Le piège impérial

Le piège impérial (The Empire Trap) est un livre de Noel Maurer, professeur associé à Harvard et spécialiste des interventions économiques américaines. Son dernier ouvrage s’ouvre et se ferme sur l’exemple du Venezuela – mais entre la fin du 19e siècle et le début du 20e, les modalités de l’impérialisme économique des Etats-Unis ont dramatiquement évolué. Le piège impérial raconte une partie de cette histoire.

Cet article a d’abord été publié sur le site War Studies Publications. 

Couv Empire Trap

Noel Maurer, The Empire Trap: The Rise and Fall of U.S. Intervention to Protect American Property Overseas, 1893-2013, Princeton, NJ: Princeton University Press, 2013, 558 pages.

Noel Maurer est professeur associé à la Harvard Business School. Son dernier ouvrage, The Empire Trap, retrace l’histoire des interventions extérieures décidées par les Etats-Unis pour la protection des investissements américains directs à l’étranger de la fin du 19e siècle à aujourd’hui.

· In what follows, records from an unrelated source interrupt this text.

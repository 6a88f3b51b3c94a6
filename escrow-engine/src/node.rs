//! Main Escrow Node - High-level API for the escrow system
//!
//! Derives every address, picks a free task slot for the refund and retries
//! when another creator claims the same slot first. Wallet loading and RPC
//! plumbing sit on top of this API.

use crate::{
    instruction::{self, EscrowAccounts, MakeArgs},
    state::Escrow,
    telemetry, ESCROW_PROGRAM_ID,
};
use chrono::{DateTime, Utc};
use escrow_core::{
    address::{escrow_address, queue_authority_address},
    EscrowError, EscrowResult, Ledger, Pubkey, TransactionReceipt,
};
use escrow_queue::{QueueSnapshot, Task, TaskQueueClient};
use tracing::{info, warn};

/// Configuration for the escrow node
#[derive(Debug, Clone)]
pub struct EscrowNodeConfig {
    /// Queue that receives refund tasks
    pub task_queue: Pubkey,
    /// Attempts at `make` when the chosen slot is taken concurrently
    pub max_allocation_attempts: u32,
}

impl EscrowNodeConfig {
    pub fn new(task_queue: Pubkey) -> Self {
        Self {
            task_queue,
            max_allocation_attempts: 5,
        }
    }
}

/// Escrow creation request
#[derive(Debug, Clone)]
pub struct MakeEscrowRequest {
    pub maker: Pubkey,
    pub mint_a: Pubkey,
    pub mint_b: Pubkey,
    pub seed: u64,
    pub deposit: u64,
    pub receive: u64,
    pub expiry: i64,
}

/// Result of a successful `make`
#[derive(Debug, Clone)]
pub struct MadeEscrow {
    pub escrow: Pubkey,
    pub vault: Pubkey,
    pub task_id: u16,
    pub task: Pubkey,
    pub receipt: TransactionReceipt,
}

#[derive(Debug, Clone, Copy, PartialEq, Eq)]
pub enum EscrowStatus {
    /// Waiting for a taker
    Active,
    /// Past expiry; anyone may refund
    Refundable,
}

/// Escrow information response
#[derive(Debug, Clone)]
pub struct EscrowInfo {
    pub address: Pubkey,
    pub escrow: Escrow,
    pub vault: Pubkey,
    pub vault_balance: u64,
    pub status: EscrowStatus,
    pub expires_at: Option<DateTime<Utc>>,
    /// `None` once the slot was cranked or reclaimed
    pub refund_task: Option<Task>,
}

/// Main escrow node
#[derive(Clone)]
pub struct EscrowNode {
    config: EscrowNodeConfig,
    ledger: Ledger,
    queue_client: TaskQueueClient,
}

impl EscrowNode {
    pub fn new(ledger: Ledger, config: EscrowNodeConfig) -> Self {
        info!(
            "Initializing escrow node for task queue {}",
            config.task_queue
        );
        Self {
            config,
            queue_client: TaskQueueClient::new(ledger.clone()),
            ledger,
        }
    }

    pub fn ledger(&self) -> &Ledger {
        &self.ledger
    }

    pub fn queue_client(&self) -> &TaskQueueClient {
        &self.queue_client
    }

    pub fn task_queue(&self) -> Pubkey {
        self.config.task_queue
    }

    /// Authority the escrow program enqueues refunds with; must be registered
    /// on the task queue before the first `make`
    pub fn queue_authority() -> Pubkey {
        queue_authority_address(&ESCROW_PROGRAM_ID).0
    }

    pub fn escrow_address(maker: &Pubkey, seed: u64) -> Pubkey {
        escrow_address(&ESCROW_PROGRAM_ID, maker, seed).0
    }

    pub async fn queue_snapshot(&self) -> EscrowResult<QueueSnapshot> {
        self.queue_client.fetch_queue(&self.config.task_queue).await
    }

    /// Create an escrow, allocating the lowest free refund slot.
    ///
    /// Retries with a fresh slot when the chosen one is taken between the
    /// queue read and the commit.
    pub async fn make(&self, request: MakeEscrowRequest) -> EscrowResult<MadeEscrow> {
        let attempts = self.config.max_allocation_attempts.max(1);
        let mut attempt = 1;
        loop {
            let snapshot = self.queue_snapshot().await?;
            // A full queue has no hint; submit anyway so the program reports it
            let task_id = snapshot.next_available_id.unwrap_or(0);

            match self.make_with_task_id(&request, task_id).await {
                Err(EscrowError::SlotOccupied { task_id, .. }) if attempt < attempts => {
                    warn!(
                        "Refund slot {} was taken concurrently, retrying (attempt {}/{})",
                        task_id, attempt, attempts
                    );
                    attempt += 1;
                }
                result => return result,
            }
        }
    }

    /// Create an escrow with its refund task in slot `task_id`
    pub async fn make_with_task_id(
        &self,
        request: &MakeEscrowRequest,
        task_id: u16,
    ) -> EscrowResult<MadeEscrow> {
        let accounts =
            EscrowAccounts::derive(request.maker, request.mint_a, request.mint_b, request.seed);
        let ix = instruction::make(
            &accounts,
            self.config.task_queue,
            &MakeArgs {
                seed: request.seed,
                deposit: request.deposit,
                receive: request.receive,
                task_id,
                expiry: request.expiry,
            },
        )?;

        let receipt = self
            .ledger
            .process_transaction(&[ix], &[request.maker])
            .await?;

        telemetry::escrow_made(
            &accounts.escrow,
            &self.config.task_queue,
            task_id,
            request.expiry,
        );
        Ok(MadeEscrow {
            escrow: accounts.escrow,
            vault: accounts.vault,
            task_id,
            task: self.queue_client.task_address(&self.config.task_queue, task_id),
            receipt,
        })
    }

    pub async fn fetch_escrow(&self, address: &Pubkey) -> EscrowResult<Option<Escrow>> {
        self.ledger.fetch(address).await
    }

    async fn require_escrow(&self, address: &Pubkey) -> EscrowResult<Escrow> {
        self.fetch_escrow(address)
            .await?
            .ok_or(EscrowError::EscrowNotFound { address: *address })
    }

    /// Accept the trade: pay `receive` of mint B and collect the deposit
    pub async fn take(&self, taker: &Pubkey, escrow: &Pubkey) -> EscrowResult<TransactionReceipt> {
        let state = self.require_escrow(escrow).await?;
        let accounts = EscrowAccounts::derive(state.maker, state.mint_a, state.mint_b, state.seed);
        let ix = instruction::take(*taker, &accounts);
        self.ledger.process_transaction(&[ix], &[*taker]).await
    }

    /// Return the deposit to the maker; allowed from expiry on, by anyone
    pub async fn refund(&self, escrow: &Pubkey) -> EscrowResult<TransactionReceipt> {
        let state = self.require_escrow(escrow).await?;
        let accounts = EscrowAccounts::derive(state.maker, state.mint_a, state.mint_b, state.seed);
        let ix = instruction::refund(&accounts);
        self.ledger.process_transaction(&[ix], &[]).await
    }

    /// Get escrow information with its vault and refund task
    pub async fn escrow_info(&self, address: &Pubkey) -> EscrowResult<EscrowInfo> {
        let escrow = self.require_escrow(address).await?;
        let accounts =
            EscrowAccounts::derive(escrow.maker, escrow.mint_a, escrow.mint_b, escrow.seed);
        let vault_balance = self.ledger.token_balance(&accounts.vault).await?;
        let now = self.ledger.unix_timestamp().await;

        let refund_task = self
            .queue_client
            .fetch_task_by_id(&escrow.task_queue, escrow.task_id)
            .await?
            .filter(|task| task.payload.transaction.accounts.contains(address));

        Ok(EscrowInfo {
            address: *address,
            vault: accounts.vault,
            vault_balance,
            status: if now >= escrow.expiry {
                EscrowStatus::Refundable
            } else {
                EscrowStatus::Active
            },
            expires_at: DateTime::from_timestamp(escrow.expiry, 0),
            refund_task,
            escrow,
        })
    }
}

Il propose, pour le dire plus simplement, une histoire de l’impérialisme économique américain à travers le prisme des interventions visant à protéger ou garantir les droits de priorités d’entreprises ou de citoyens individuels américains contre les expropriations par des gouvernements étrangers.

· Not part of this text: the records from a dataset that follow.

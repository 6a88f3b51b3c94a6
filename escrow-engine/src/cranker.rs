//! Cranker - executes eligible tasks on a task queue
//!
//! Scans the queue bitmap, runs tasks whose trigger has matured and
//! reclaims tasks that keep failing once they pass the stale threshold.

use crate::telemetry;
use escrow_core::{EscrowError, EscrowResult, Pubkey, Recovery};
use escrow_queue::TaskQueueClient;
use std::sync::atomic::{AtomicUsize, Ordering};
use std::time::Duration;
use tokio::sync::watch;
use tracing::{error, info};
use uuid::Uuid;

/// Cranker configuration
#[derive(Debug, Clone)]
pub struct CrankerConfig {
    pub task_queue: Pubkey,
    /// Receives crank rewards; must sign the crank transactions
    pub crank_turner: Pubkey,
    pub poll_interval: Duration,
    /// Eligible tasks attempted per pass
    pub batch_size: usize,
}

impl CrankerConfig {
    pub fn new(task_queue: Pubkey, crank_turner: Pubkey) -> Self {
        Self {
            task_queue,
            crank_turner,
            poll_interval: Duration::from_secs(1),
            batch_size: 32,
        }
    }
}

/// Result of examining one task slot
#[derive(Debug, Clone, PartialEq)]
pub enum CrankOutcome {
    Executed { task_id: u16, receipt_id: Uuid },
    Pending { task_id: u16, eligible_at: i64 },
    Failed { task_id: u16, error: EscrowError },
    Reclaimed { task_id: u16 },
}

pub struct Cranker {
    client: TaskQueueClient,
    config: CrankerConfig,
    /// Slot the next pass starts from
    cursor: AtomicUsize,
}

impl Cranker {
    pub fn new(client: TaskQueueClient, config: CrankerConfig) -> Self {
        Self {
            client,
            config,
            cursor: AtomicUsize::new(0),
        }
    }

    pub fn config(&self) -> &CrankerConfig {
        &self.config
    }

    /// One pass over the occupied slots.
    ///
    /// Every occupied slot is inspected; tasks whose trigger has not matured
    /// are reported as pending and do not count against `batch_size`. The
    /// next pass resumes after the last slot attempted, so tasks that keep
    /// failing cannot starve the slots behind them.
    pub async fn crank_once(&self) -> EscrowResult<Vec<CrankOutcome>> {
        let queue = &self.config.task_queue;
        let snapshot = self.client.fetch_queue(queue).await?;
        let now = self.client.ledger().unix_timestamp().await;
        let stale_after = i64::from(snapshot.stale_task_age);

        let start = self.cursor.load(Ordering::Relaxed);
        let (behind, ahead): (Vec<u16>, Vec<u16>) = snapshot
            .bitmap
            .occupied_ids()
            .partition(|id| usize::from(*id) < start);

        let mut outcomes = Vec::new();
        let mut attempted = 0;
        for task_id in ahead.into_iter().chain(behind) {
            if attempted >= self.config.batch_size {
                break;
            }
            // The bit can outlive a concurrent crank between snapshot and fetch
            let Some(task) = self.client.fetch_task_by_id(queue, task_id).await? else {
                continue;
            };

            let outcome = if !task.is_eligible(now) {
                CrankOutcome::Pending {
                    task_id,
                    eligible_at: task.eligible_at(),
                }
            } else {
                attempted += 1;
                self.cursor.store(usize::from(task_id) + 1, Ordering::Relaxed);
                match self
                    .client
                    .crank(queue, task_id, &self.config.crank_turner)
                    .await
                {
                    Ok(receipt) => CrankOutcome::Executed {
                        task_id,
                        receipt_id: receipt.id,
                    },
                    // Payload can never succeed; free the slot once it is stale
                    Err(err)
                        if err.recovery() == Recovery::ReclaimWhenStale
                            && task.age(now) >= stale_after =>
                    {
                        self.reclaim(task_id).await
                    }
                    Err(err) => CrankOutcome::Failed {
                        task_id,
                        error: err,
                    },
                }
            };

            telemetry::crank_outcome(queue, &outcome);
            outcomes.push(outcome);
        }

        Ok(outcomes)
    }

    /// Free a stale slot; a failure is reported without ending the pass
    async fn reclaim(&self, task_id: u16) -> CrankOutcome {
        match self.client.reclaim(&self.config.task_queue, task_id).await {
            Ok(_) => CrankOutcome::Reclaimed { task_id },
            Err(error) => CrankOutcome::Failed { task_id, error },
        }
    }

    /// Crank on every tick until `shutdown` flips to true
    pub async fn run(&self, mut shutdown: watch::Receiver<bool>) -> EscrowResult<()> {
        info!(
            "Starting cranker on queue {} every {:?}",
            self.config.task_queue, self.config.poll_interval
        );
        let mut interval = tokio::time::interval(self.config.poll_interval);

        loop {
            tokio::select! {
                _ = interval.tick() => {
                    if let Err(e) = self.crank_once().await {
                        error!("Crank pass failed: {}", e);
                    }
                }
                changed = shutdown.changed() => {
                    if changed.is_err() || *shutdown.borrow() {
                        info!("Cranker shutting down");
                        return Ok(());
                    }
                }
            }
        }
    }
}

Il est peu question dans cet ouvrage des grandes idées, théories et doctrines qui inspirent et justifient l’interventionnisme militaire américain entendu depuis le tournant que constitue la présidence de Theodore Roosevelt à la fin du 19e siècle, première occurrence d’une Amérique « gendarme du monde » avant l’entrée véritable en 1945 dans le « siècle américain » : le propos de Maurer est en effet centré sur les intérêts économiques et leur influence sur les décisions d’interventions extérieures. C’est à la fois l’intérêt, et la principale limite de ce livre.

 

Le cœur du propos de Maurer est le récit de l’évolution historique du règlement des disputes sur les droits de propriétés américains à l’étranger, évolution qui a permis de passer d’une ère d’interventions militaires américaines pour les intérêts économiques nationaux, à une nouvelle époque (récente) où la création d’instances internationales a permis le règlement de ces litiges par d’autres voies que l’intervention directe de Washington.

Ce récit, qui constitue la thèse de l’auteur, peut se résumer en quatre points qui sous-tendent aussi l’organisation de l’ouvrage :

Premier point, les interventions pour protéger les intérêts des investisseurs américains ont connu un important succès dans la compensation des entreprises américaines concernées.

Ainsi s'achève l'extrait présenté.